2. Clearly \(X_{+}\) and \(X_{-}\) are \(\mathbb{F}^+\)- and \(\mathbb{F}^-\)-adapted processes, respectively. Let us show that they are integrable and satisfy the sub-martingale property. Let \((q_n) \subseteq \mathbb{Q}\) be a sequence decreasing to \(t\). From the previous step, \(X_{q_n}\) converges \(P\)-almost surely to \(X_{t+}\). Further, \(E[X_t] \leq E[X_{q_n}] \leq E[X_{q_0}]\) for every \(n\), so \((X_{q_n})\) is uniformly bounded in \(L^1\), and \(E[X_{q_n}]\) is a decreasing sequence converging to \(\lim E[X_{q_n}] > E[X_t] > -\infty\). Hence, for \(\lambda > 0\) and \(\varepsilon > 0\), let \(n_0\) be such that \(E[X_{q_n}] \geq E[X_{q_{n_0}}] - \varepsilon\) for every \(n \geq n_0\). As \(X\) is a submartingale, it follows that

   \[ \begin{align} E\left[ |X_{q_n}| 1_{\{ |X_{q_n}| > \lambda \}} \right] &= E\left[ X_{q_n} 1_{\{ X_{q_n} > \lambda \}} \right] - E\left[ X_{q_n} 1_{\{ X_{q_n} < -\lambda \}} \right] \\ &= E\left[ X_{q_n} 1_{\{ X_{q_n} > \lambda \}} \right] - E[X_{q_n}] + E\left[ X_{q_n} 1_{\{ X_{q_n} \geq -\lambda \}} \right] \\ &\leq E\left[ X_{q_{n_0}} 1_{\{ X_{q_n} > \lambda \}} \right] + \varepsilon - E[X_{q_{n_0}}] + E\left[ X_{q_{n_0}} 1_{\{ X_{q_n} \geq -\lambda \}} \right] \\ &= E\left[ X_{q_{n_0}} 1_{\{ X_{q_n} > \lambda \}} \right] - E\left[ X_{q_{n_0}} 1_{\{ X_{q_n} < -\lambda \}} \right] + \varepsilon \\ &\leq E\left[ |X_{q_{n_0}}| 1_{\{ |X_{q_n}| > \lambda \}} \right] + \varepsilon \end{align} \]

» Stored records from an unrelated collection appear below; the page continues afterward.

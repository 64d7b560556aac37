//! Percentage rounding.

use rust_decimal::prelude::ToPrimitive;
use rust_decimal::{Decimal, RoundingStrategy};

/// Rounds a percentage to the nearest whole number, halves rounding up.
///
/// Inputs are non-negative percentages, so "away from zero" and "half up"
/// agree. A negative input saturates to 0.
///
/// # Examples
///
/// ```
/// use groove_engine::calculation::round_half_up;
/// use rust_decimal::Decimal;
///
/// assert_eq!(round_half_up(Decimal::new(843, 1)), 84); // 84.3
/// assert_eq!(round_half_up(Decimal::new(845, 1)), 85); // 84.5
/// assert_eq!(round_half_up(Decimal::new(8449, 2)), 84); // 84.49
/// ```
pub fn round_half_up(value: Decimal) -> u32 {
    value
        .round_dp_with_strategy(0, RoundingStrategy::MidpointAwayFromZero)
        .to_u32()
        .unwrap_or(0)
}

   By Markov's inequality, \(P[|X_{q_n}| > \lambda] \leq \sup_n E[|X_{q_n}|]/\lambda = C/\lambda\) for some \(C < \infty\), showing that \((X_{q_n})\) is uniformly integrable. Together with \(P\)-almost sure convergence, it follows that \(X_{q_n} \to X_{t+}\) in \(L^1\). Thus \(X_{t+}\) is integrable and it holds

   \[ X_t \leq \lim E\left[ X_{q_n} \,\big|\, \mathcal{F}_t \right] = E\left[ X_{t+} \,\big|\, \mathcal{F}_t \right] \]

   Further, for \(s < t\) and \(q_n \searrow s\) with \(q_n < t\), it holds

   \[ X_{q_n} \leq E\left[ X_t \,\big|\, \mathcal{F}_{q_n} \right] \leq E\left[ E\left[ X_{t+} \,\big|\, \mathcal{F}_t \right] \,\big|\, \mathcal{F}_{q_n} \right] = E\left[ X_{t+} \,\big|\, \mathcal{F}_{q_n} \right] \]

   for every \(n\). The same arguments as above show that \(E\left[ X_{t+} \,\big|\, \mathcal{F}_{q_n} \right]\) is uniformly integrable and converges \(P\)-almost surely and in \(L^1\), and that the limit is \(E\left[ X_{t+} \,\big|\, \mathcal{F}_{s+} \right]\). Thus \(X_{+}\) is a \(\mathbb{F}^+\)-submartingale.
   Finally, if \(t \mapsto E[X_t]\) is right-continuous, it follows that \(E[X_{t+}] = \lim E[X_{q_n}] = E[X_t]\).
   Hence, the positive random variable \(X_t - E[X_{t+} \,|\, \mathcal{F}_t]\) has zero expectation and therefore is zero.

   As for the case of \(X_{-}\), a similar argumentation holds using the submartingale convergence theorem for the existence and integrability of \(X_{t-}\) and inequality

   \[ X_{t-} \leq E[X_t \,|\, \mathcal{F}_{t-}] \]

   Furthermore, by \(X_{s-} \leq E[X_s \,|\, \mathcal{F}_{s-}] \leq E[E[X_{t-} \,|\, \mathcal{F}_s] \,|\, \mathcal{F}_{s-}] = E[X_{t-} \,|\, \mathcal{F}_{s-}]\) it follows that \(X\) is a \(\mathbb{F}^-\) submartingale.

   The equality if \(t \mapsto E[X_t]\) is left-continuous follows by an analogous argumentation.

Theorem

Let \(X\) be a supermartingale with respect to a filtration satisfying the usual assumptions. Suppose further that \(t \mapsto E[X_t]\) is càd. Then \(X\) has a càdlàg modification.

Proof

According to the previous theorem, set \(Y = X_{+}\) outside the negligible set \(A\) up to which \(X_{+}\) and \(X_{-}\) are defined, and \(Y = 0\) on \(A\). Since \(A \in \mathcal{F}_0\), it follows that \(Y\) is càdlàg. Furthermore, from \(t \mapsto E[X_t]\) right-continuous, by the previous theorem it holds that

\[ X_t = E[X_{t+} \,|\, \mathcal{F}_t] = E[Y_t \,|\, \mathcal{F}_t] \]

However, since \(\mathbb{F}\) is right-continuous, it follows that \(Y_t\) is \(\mathcal{F}_t\)-measurable and so \(X_t = Y_t\) almost surely for every \(t\).